MeTAOS/Taos is not an OS in the way we currently think of Windows or Linux. It's more of a layer that Microsoft wants to evolve to harness the user data in the substrate to make user experiences and user-facing apps smarter and more proactive.  

"We aspire to create a platform on top of that foundation - one oriented around people and the work they want to do rather than our devices, apps, and technologies. This vision has the potential to define the future of Microsoft 365 and make a dramatic impact on the entire industry."

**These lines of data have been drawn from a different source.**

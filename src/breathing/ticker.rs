//! Recurring tick sources for the breathing exercise.
//!
//! A [`TickScheduler`] hands out a handle per scheduled ticker. Dropping the
//! handle stops the ticker, so whoever owns the handle owns the timer.
//!
//! - [`TokioTickScheduler`] spawns a tokio task that posts [`BreathTick`]
//!   messages into the app channel.
//! - [`ManualTickScheduler`] schedules nothing; tests drive ticks by hand and
//!   use its live-handle counter to prove no timer outlives its session.

use std::sync::atomic::{AtomicUsize, Ordering};
use std::sync::Arc;
use std::time::Duration;

use tokio::sync::mpsc;
use tokio::task::JoinHandle;
use tokio::time::{interval_at, Instant, MissedTickBehavior};

/// One tick of the breathing exercise, stamped with the session generation
/// that scheduled it.
#[derive(Debug, Clone, Copy, PartialEq, Eq)]
pub struct BreathTick {
    pub generation: u64,
}

/// Creates recurring tickers.
pub trait TickScheduler {
    /// Guard for a running ticker. Dropping it stops the ticker.
    type Handle;

    /// Start a ticker that fires every `every`, first firing one full
    /// interval after scheduling.
    fn schedule(&mut self, every: Duration, generation: u64) -> Self::Handle;
}

/// Ticker backed by a tokio task.
///
/// Messages go through `M: From<BreathTick>` so the scheduler does not need
/// to know the app's message type.
#[derive(Debug)]
pub struct TokioTickScheduler<M> {
    tx: mpsc::UnboundedSender<M>,
}

impl<M> TokioTickScheduler<M> {
    pub fn new(tx: mpsc::UnboundedSender<M>) -> Self {
        Self { tx }
    }
}

impl<M> TickScheduler for TokioTickScheduler<M>
where
    M: From<BreathTick> + Send + 'static,
{
    type Handle = TickerGuard;

    fn schedule(&mut self, every: Duration, generation: u64) -> TickerGuard {
        let tx = self.tx.clone();
        let start = Instant::now() + every;
        let handle = tokio::spawn(async move {
            let mut interval = interval_at(start, every);
            interval.set_missed_tick_behavior(MissedTickBehavior::Delay);
            loop {
                interval.tick().await;
                if tx.send(BreathTick { generation }.into()).is_err() {
                    tracing::debug!("Message channel closed, stopping breath ticker");
                    break;
                }
            }
        });
        tracing::debug!(generation, ?every, "Breath ticker scheduled");
        TickerGuard { handle, generation }
    }
}

/// Owns the spawned ticker task and aborts it on drop.
#[derive(Debug)]
pub struct TickerGuard {
    handle: JoinHandle<()>,
    generation: u64,
}

impl Drop for TickerGuard {
    fn drop(&mut self) {
        self.handle.abort();
        tracing::debug!(generation = self.generation, "Breath ticker cancelled");
    }
}

/// Scheduler that never fires on its own.
#[derive(Debug, Clone, Default)]
pub struct ManualTickScheduler {
    live: Arc<AtomicUsize>,
    scheduled: Arc<AtomicUsize>,
}

impl ManualTickScheduler {
    pub fn new() -> Self {
        Self::default()
    }

    /// Handles currently alive (tickers that would still be firing).
    pub fn live_tickers(&self) -> usize {
        self.live.load(Ordering::SeqCst)
    }

    /// Total tickers ever scheduled.
    pub fn scheduled_count(&self) -> usize {
        self.scheduled.load(Ordering::SeqCst)
    }
}

impl TickScheduler for ManualTickScheduler {
    type Handle = ManualTickHandle;

    fn schedule(&mut self, _every: Duration, generation: u64) -> ManualTickHandle {
        self.live.fetch_add(1, Ordering::SeqCst);
        self.scheduled.fetch_add(1, Ordering::SeqCst);
        ManualTickHandle {
            live: Arc::clone(&self.live),
            generation,
        }
    }
}

/// Handle from [`ManualTickScheduler`]; decrements the live count on drop.
#[derive(Debug)]
pub struct ManualTickHandle {
    live: Arc<AtomicUsize>,
    generation: u64,
}

impl ManualTickHandle {
    pub fn generation(&self) -> u64 {
        self.generation
    }
}

impl Drop for ManualTickHandle {
    fn drop(&mut self) {
        self.live.fetch_sub(1, Ordering::SeqCst);
    }
}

A related SharePoint/MeTA job description adds some additional context: 

"We are excited about transforming our customers into 'AI natives,' where technology augments their ability to achieve more with the files, web pages, news, and other content that people need to get their task done efficiently by providing them timely and actionable notifications that understands their intents, context and adapts to their work habits." 

THE NEXT STEP ALONG THE OFFICE 365 SUBSTRATE PATH

In short, MeTAOS/Taos could be the next step along the Office 365 substrate path. Microsoft officials haven't said a lot publicly about the substrate, but it's basically a set of storage and other services at the heart of Office 365. Microsoft's goal is to store all the files and information (or at least a copy of this information) that users employ to create, collaborate, and communicate in the substrate. As Office 365 expert Tony Redmond noted in a post on Petri.com last year, Microsoft's vision is that the substrate enables Office 365 to act like a "planetary-scale people operating system."

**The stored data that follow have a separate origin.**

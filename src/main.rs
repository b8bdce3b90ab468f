use wellspring::app::App;
use wellspring::config::{AppConfig, ENV_BREATHS, ENV_CONFIG_PATH, ENV_TICK_MS};
use wellspring::error::{UiError, WellspringError};
use wellspring::logging::{self, ENV_LOG_FILTER};
use wellspring::terminal::{setup_panic_hook, TerminalManager};
use wellspring::ui;

use color_eyre::{
    eyre::{eyre, WrapErr},
    Result,
};
use crossterm::event::{Event, EventStream, KeyEventKind};
use futures::StreamExt;
use ratatui::{backend::Backend, Terminal};

const VERSION: &str = env!("CARGO_PKG_VERSION");

fn print_help() {
    println!("wellspring {}", VERSION);
    println!("A terminal wellness dashboard with a guided breathing exercise.");
    println!();
    println!("USAGE:");
    println!("    wellspring [--help | --version]");
    println!();
    println!("ENVIRONMENT:");
    println!("    {:<20} Config file path (JSON)", ENV_CONFIG_PATH);
    println!("    {:<20} Milliseconds per inhale/exhale", ENV_TICK_MS);
    println!("    {:<20} Breaths per exercise", ENV_BREATHS);
    println!("    {:<20} Log filter, e.g. wellspring=debug", ENV_LOG_FILTER);
}

fn main() -> Result<()> {
    let args: Vec<String> = std::env::args().skip(1).collect();
    if args.iter().any(|arg| arg == "--version" || arg == "-V") {
        println!("wellspring {}", VERSION);
        return Ok(());
    }
    if args.iter().any(|arg| arg == "--help" || arg == "-h") {
        print_help();
        return Ok(());
    }
    if let Some(unknown) = args.first() {
        eprintln!("wellspring: unknown argument '{}'", unknown);
        eprintln!("Run 'wellspring --help' for usage.");
        std::process::exit(2);
    }

    color_eyre::install()?;

    // Restore the terminal before any panic report is printed
    setup_panic_hook();

    if let Err(err) = logging::init_logging() {
        eprintln!("Warning: logging disabled: {}", err.user_message());
    }

    let config = match AppConfig::load() {
        Ok(config) => config,
        Err(err) => {
            tracing::error!(code = err.error_code(), %err, "Invalid configuration");
            eprintln!("{}", err.user_message());
            return Err(err).wrap_err("Failed to load configuration");
        }
    };
    tracing::info!(?config, "Configuration loaded");

    let runtime = tokio::runtime::Runtime::new().wrap_err("Failed to start tokio runtime")?;
    runtime.block_on(run(config))
}

async fn run(config: AppConfig) -> Result<()> {
    let mut app = App::new(config);

    let mut manager = TerminalManager::new().wrap_err("Failed to set up the terminal")?;
    let result = run_app(manager.terminal(), &mut app).await;
    manager.restore()?;

    tracing::info!("Wellspring exiting");
    result
}

async fn run_app<B: Backend>(terminal: &mut Terminal<B>, app: &mut App) -> Result<()> {
    let mut event_stream = EventStream::new();

    // The loop owns the receiver; the app keeps the sender for timers.
    let mut message_rx = app
        .message_rx
        .take()
        .ok_or_else(|| eyre!("message receiver already taken"))?;

    let frame_tick = app.config.frame_tick();

    loop {
        if app.needs_redraw {
            terminal
                .draw(|f| ui::render(f, &*app))
                .map_err(|e| UiError::RenderFailed {
                    component: "frame".to_string(),
                    message: e.to_string(),
                })
                .map_err(WellspringError::from)?;
            app.needs_redraw = false;
        }

        if app.should_quit {
            return Ok(());
        }

        tokio::select! {
            _ = tokio::time::sleep(frame_tick) => {
                app.tick();
            }

            event = event_stream.next() => match event {
                Some(Ok(Event::Key(key))) if key.kind == KeyEventKind::Press => {
                    app.handle_key(key);
                }
                Some(Ok(Event::Paste(text))) => app.handle_paste(&text),
                Some(Ok(Event::Resize(..))) => app.mark_dirty(),
                Some(Ok(_)) => {}
                Some(Err(err)) => {
                    return Err(err).wrap_err("Failed to read terminal event");
                }
                None => {
                    tracing::info!("Terminal event stream ended");
                    return Ok(());
                }
            },

            message = message_rx.recv() => match message {
                Some(message) => app.handle_message(message),
                None => return Err(WellspringError::from(UiError::ChannelClosed).into()),
            },
        }
    }
}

Redmond discussed a video by Jeffrey Snover, Microsoft technical fellow and (now former) architect for the Intelligent Substrate Platform in Office 365. In that video, Snover compared Office 365 to Windows, noting that both featured built-in apps and a Store; write-consistent application programming interfaces, and the ability to manage and protect resources, with the resources in Office's case being users, documents, messages, calendars and security services. So far, the Office 365 substrate has been largely a first-party thing, with different Microsoft units, like OneDrive, SharePoint, Teams, Outlook, and Bing tapping into/powering it. Microsoft intended to reach out to third-party developers about the substrate in 2019 via a Substrate Day event. But that event never happened, and this part of the substrate strategy seems to be further delayed by what's happening with the COVID-19 pandemic. (Microsoft has a placeholder Substrate page for developer documentation and more but it's still not publicly available.) 

CONNECTING THE DOTS

MeTAOS is about making available more broadly the "intelligence" into Microsoft's intelligent substrate via a new foundational layer that builds on top of the substrate and other core Microsoft

technologies. Microsoft's unified search service also is likely a key piece of this plan, given anything stored needs to be able to be found and surfaced. 

That's my interpretation from trying to connect the dots. Does anyone else have any more info or guesses?

Update: There's also seemingly a Fluid Framework angle to all this (thanks to Alhonen for trying the aka.ms/metaos trick.) Fluid Framework is infrastructural technology that Microsoft has built to improve coauthoring performance and allow users to create and embed components inside applications and documents that will always remain up-to-date because of this fast collaboration technology.